PROMPT:
Copy out every line below without alteration.

[PROVIDED RECORDS Boundary: Start]

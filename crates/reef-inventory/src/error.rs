//! Error types for the cluster inventory.

use crate::status::ClusterStatusKind;

/// The result type used throughout reef-inventory.
pub type Result<T> = std::result::Result<T, Error>;

/// Errors that can occur in inventory operations.
#[derive(Debug, thiserror::Error)]
pub enum Error {
    /// No state exists for the requested cluster (and configuration version).
    #[error("cluster not found: {cluster}{}", config_version.map(|v| format!(" (configVersion: {v})")).unwrap_or_default())]
    NotFound {
        /// The cluster that was not found.
        cluster: String,
        /// The requested configuration version, if the lookup was versioned.
        config_version: Option<i64>,
    },

    /// A status update violated the cluster status state machine.
    #[error("invalid status transition for cluster '{cluster}': {from} -> {to}")]
    InvalidStatusTransition {
        /// The cluster whose status was being updated.
        cluster: String,
        /// The current status.
        from: ClusterStatusKind,
        /// The attempted target status.
        to: ClusterStatusKind,
    },

    /// A submitted cluster model failed validation.
    #[error("invalid cluster model: {message}")]
    InvalidInput {
        /// Description of the validation failure.
        message: String,
    },

    /// The underlying store failed.
    #[error("storage error: {message}")]
    Storage {
        /// Description of the storage failure.
        message: String,
    },
}

impl Error {
    /// Creates a not-found error for an unversioned lookup.
    #[must_use]
    pub fn not_found(cluster: impl Into<String>) -> Self {
        Self::NotFound {
            cluster: cluster.into(),
            config_version: None,
        }
    }

    /// Creates a not-found error for a versioned lookup.
    #[must_use]
    pub fn config_not_found(cluster: impl Into<String>, config_version: i64) -> Self {
        Self::NotFound {
            cluster: cluster.into(),
            config_version: Some(config_version),
        }
    }

    /// Creates a storage error.
    #[must_use]
    pub fn storage(message: impl Into<String>) -> Self {
        Self::Storage {
            message: message.into(),
        }
    }

    /// Returns true if this error is a not-found.
    #[must_use]
    pub const fn is_not_found(&self) -> bool {
        matches!(self, Self::NotFound { .. })
    }
}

[PROVIDED RECORDS Boundary: End]

EXERCISE ANSWER:
filename crates/reef-inventory/src/error.rs
//! Error types for the cluster inventory.

use crate::status::ClusterStatusKind;

/// The result type used throughout reef-inventory.
pub type Result<T> = std::result::Result<T, Error>;

/// Errors that can occur in inventory operations.
#[derive(Debug, thiserror::Error)]
pub enum Error {
    /// No state exists for the requested cluster (and configuration version).
    #[error("cluster not found: {cluster}{}", config_version.map(|v| format!(" (configVersion: {v})")).unwrap_or_default())]
    NotFound {
        /// The cluster that was not found.
        cluster: String,
        /// The requested configuration version, if the lookup was versioned.
        config_version: Option<i64>,
    },

    /// A status update violated the cluster status state machine.
    #[error("invalid status transition for cluster '{cluster}': {from} -> {to}")]
    InvalidStatusTransition {
        /// The cluster whose status was being updated.
        cluster: String,
        /// The current status.
        from: ClusterStatusKind,
        /// The attempted target status.
        to: ClusterStatusKind,
    },

    /// A submitted cluster model failed validation.
    #[error("invalid cluster model: {message}")]
    InvalidInput {
        /// Description of the validation failure.
        message: String,
    },

    /// The underlying store failed.
    #[error("storage error: {message}")]
    Storage {
        /// Description of the storage failure.
        message: String,
    },
}

impl Error {
    /// Creates a not-found error for an unversioned lookup.
    #[must_use]
    pub fn not_found(cluster: impl Into<String>) -> Self {
        Self::NotFound {
            cluster: cluster.into(),
            config_version: None,
        }
    }

    /// Creates a not-found error for a versioned lookup.
    #[must_use]
    pub fn config_not_found(cluster: impl Into<String>, config_version: i64) -> Self {
        Self::NotFound {
            cluster: cluster.into(),
            config_version: Some(config_version),
        }
    }

    /// Creates a storage error.
    #[must_use]
    pub fn storage(message: impl Into<String>) -> Self {
        Self::Storage {
            message: message.into(),
        }
    }

    /// Returns true if this error is a not-found.
    #[must_use]
    pub const fn is_not_found(&self) -> bool {
        matches!(self, Self::NotFound { .. })
    }
}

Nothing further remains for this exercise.